| Description of the task |
Extract all lines in the data that contain the word "warning".
Data supplied Block Start
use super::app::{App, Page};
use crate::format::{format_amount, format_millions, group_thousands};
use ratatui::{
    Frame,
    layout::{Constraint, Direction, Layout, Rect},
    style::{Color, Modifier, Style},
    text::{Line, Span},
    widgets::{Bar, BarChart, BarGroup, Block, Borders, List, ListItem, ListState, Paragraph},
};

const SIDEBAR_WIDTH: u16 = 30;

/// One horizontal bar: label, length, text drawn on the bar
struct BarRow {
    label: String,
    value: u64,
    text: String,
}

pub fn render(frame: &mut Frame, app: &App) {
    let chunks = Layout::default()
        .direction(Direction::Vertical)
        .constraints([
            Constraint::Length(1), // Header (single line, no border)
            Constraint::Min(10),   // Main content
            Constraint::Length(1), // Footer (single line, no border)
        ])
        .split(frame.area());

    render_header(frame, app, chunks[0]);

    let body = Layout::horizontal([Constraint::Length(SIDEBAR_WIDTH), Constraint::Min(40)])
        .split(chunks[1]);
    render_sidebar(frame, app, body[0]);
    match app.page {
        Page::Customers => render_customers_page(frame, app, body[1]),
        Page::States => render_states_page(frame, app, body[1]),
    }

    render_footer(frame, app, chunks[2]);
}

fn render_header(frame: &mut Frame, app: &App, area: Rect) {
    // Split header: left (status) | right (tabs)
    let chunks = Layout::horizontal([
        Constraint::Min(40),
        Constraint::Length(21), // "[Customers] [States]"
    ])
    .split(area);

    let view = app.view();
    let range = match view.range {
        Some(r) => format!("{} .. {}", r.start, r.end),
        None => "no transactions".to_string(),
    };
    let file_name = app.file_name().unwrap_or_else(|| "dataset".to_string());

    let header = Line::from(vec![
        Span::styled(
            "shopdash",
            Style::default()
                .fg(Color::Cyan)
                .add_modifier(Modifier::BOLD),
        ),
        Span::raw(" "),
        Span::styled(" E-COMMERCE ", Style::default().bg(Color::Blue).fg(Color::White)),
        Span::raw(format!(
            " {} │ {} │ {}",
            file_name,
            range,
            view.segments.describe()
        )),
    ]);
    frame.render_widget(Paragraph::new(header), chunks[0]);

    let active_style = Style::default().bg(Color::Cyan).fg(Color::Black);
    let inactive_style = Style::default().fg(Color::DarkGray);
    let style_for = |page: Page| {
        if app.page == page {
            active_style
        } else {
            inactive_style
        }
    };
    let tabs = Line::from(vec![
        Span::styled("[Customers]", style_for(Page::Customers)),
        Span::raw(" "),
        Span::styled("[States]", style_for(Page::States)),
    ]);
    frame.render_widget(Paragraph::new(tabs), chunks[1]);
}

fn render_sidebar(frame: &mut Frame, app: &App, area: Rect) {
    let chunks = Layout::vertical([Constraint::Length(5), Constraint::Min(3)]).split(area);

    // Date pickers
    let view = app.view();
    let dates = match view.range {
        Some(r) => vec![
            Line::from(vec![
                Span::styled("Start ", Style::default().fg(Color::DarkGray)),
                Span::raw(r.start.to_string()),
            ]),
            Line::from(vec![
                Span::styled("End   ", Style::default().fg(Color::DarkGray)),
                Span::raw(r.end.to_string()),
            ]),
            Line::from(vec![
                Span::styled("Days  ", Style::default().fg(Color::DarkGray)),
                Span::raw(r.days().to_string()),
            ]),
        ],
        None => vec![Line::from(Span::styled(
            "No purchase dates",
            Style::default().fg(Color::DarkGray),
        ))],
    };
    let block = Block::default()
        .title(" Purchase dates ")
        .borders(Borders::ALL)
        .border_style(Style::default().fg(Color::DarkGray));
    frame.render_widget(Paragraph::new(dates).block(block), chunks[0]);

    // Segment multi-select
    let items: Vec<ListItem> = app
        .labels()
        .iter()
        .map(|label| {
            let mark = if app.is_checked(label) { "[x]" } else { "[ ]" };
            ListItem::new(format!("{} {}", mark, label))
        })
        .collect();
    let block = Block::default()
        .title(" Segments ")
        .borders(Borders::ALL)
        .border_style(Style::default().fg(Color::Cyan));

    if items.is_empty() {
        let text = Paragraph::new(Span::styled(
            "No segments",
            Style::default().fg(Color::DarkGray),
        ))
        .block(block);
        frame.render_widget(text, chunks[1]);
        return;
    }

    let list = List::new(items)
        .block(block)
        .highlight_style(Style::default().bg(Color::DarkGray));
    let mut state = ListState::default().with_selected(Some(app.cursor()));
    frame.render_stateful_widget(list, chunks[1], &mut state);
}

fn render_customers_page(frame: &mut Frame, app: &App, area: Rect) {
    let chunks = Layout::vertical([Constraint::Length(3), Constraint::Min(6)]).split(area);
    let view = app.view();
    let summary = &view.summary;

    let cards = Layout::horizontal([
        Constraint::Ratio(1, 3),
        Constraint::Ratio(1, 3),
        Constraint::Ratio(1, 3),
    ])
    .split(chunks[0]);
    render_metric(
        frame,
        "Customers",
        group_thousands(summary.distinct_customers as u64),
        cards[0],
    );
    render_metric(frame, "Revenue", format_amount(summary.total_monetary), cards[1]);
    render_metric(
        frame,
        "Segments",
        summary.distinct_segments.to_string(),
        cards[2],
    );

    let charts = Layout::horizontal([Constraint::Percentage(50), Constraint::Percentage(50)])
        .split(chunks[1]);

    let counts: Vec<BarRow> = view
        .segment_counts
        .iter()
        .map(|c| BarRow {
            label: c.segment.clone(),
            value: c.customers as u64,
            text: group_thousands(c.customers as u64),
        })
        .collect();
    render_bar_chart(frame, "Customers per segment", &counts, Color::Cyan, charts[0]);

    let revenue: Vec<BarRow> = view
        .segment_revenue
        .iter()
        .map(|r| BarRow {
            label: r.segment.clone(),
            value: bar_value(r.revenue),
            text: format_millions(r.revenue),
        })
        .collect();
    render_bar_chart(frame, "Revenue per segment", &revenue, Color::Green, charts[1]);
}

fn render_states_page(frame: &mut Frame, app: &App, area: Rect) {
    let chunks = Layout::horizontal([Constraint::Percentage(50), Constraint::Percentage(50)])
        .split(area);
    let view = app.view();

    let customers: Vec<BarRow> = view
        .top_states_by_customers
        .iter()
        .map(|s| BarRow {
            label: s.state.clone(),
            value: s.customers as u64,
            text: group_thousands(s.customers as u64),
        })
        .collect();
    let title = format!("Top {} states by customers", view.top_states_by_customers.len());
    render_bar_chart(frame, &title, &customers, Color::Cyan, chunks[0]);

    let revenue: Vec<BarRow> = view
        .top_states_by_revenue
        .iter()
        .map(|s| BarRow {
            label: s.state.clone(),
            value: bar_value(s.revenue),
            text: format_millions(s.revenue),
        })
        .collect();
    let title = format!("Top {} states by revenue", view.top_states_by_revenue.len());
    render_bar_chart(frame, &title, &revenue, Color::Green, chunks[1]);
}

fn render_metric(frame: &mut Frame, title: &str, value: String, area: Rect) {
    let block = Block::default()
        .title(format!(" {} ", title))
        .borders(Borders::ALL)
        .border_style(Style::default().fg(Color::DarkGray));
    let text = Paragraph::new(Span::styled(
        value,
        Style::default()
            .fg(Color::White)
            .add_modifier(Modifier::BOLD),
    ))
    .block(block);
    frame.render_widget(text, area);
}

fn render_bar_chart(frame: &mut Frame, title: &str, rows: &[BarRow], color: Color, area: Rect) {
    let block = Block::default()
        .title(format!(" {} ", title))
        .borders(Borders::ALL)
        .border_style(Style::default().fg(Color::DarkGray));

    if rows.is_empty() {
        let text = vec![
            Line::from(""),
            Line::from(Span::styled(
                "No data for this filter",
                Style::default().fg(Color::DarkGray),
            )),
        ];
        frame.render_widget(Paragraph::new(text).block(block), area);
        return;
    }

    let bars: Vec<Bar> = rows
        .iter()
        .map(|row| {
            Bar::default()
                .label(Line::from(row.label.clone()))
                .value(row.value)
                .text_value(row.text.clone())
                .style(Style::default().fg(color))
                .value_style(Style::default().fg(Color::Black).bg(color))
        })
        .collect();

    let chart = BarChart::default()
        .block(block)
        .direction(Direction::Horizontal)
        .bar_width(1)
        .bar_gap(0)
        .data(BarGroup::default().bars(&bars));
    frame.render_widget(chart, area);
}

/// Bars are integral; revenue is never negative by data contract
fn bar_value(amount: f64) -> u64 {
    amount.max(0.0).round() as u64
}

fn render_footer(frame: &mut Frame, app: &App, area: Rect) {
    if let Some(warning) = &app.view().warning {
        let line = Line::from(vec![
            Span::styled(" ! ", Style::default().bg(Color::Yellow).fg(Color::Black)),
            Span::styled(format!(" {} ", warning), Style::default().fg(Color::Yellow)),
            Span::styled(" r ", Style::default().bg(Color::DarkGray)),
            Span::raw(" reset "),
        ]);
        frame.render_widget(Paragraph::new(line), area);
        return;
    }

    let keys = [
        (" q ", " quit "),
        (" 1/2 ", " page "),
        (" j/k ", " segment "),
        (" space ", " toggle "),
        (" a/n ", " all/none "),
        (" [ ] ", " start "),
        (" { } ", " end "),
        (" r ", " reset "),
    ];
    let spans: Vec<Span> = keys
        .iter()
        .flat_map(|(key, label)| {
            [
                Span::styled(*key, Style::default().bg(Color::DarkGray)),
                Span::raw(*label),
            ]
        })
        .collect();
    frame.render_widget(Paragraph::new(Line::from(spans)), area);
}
Data supplied Block End
| Result |
    if let Some(warning) = &app.view().warning {
            Span::styled(format!(" {} ", warning), Style::default().fg(Color::Yellow)),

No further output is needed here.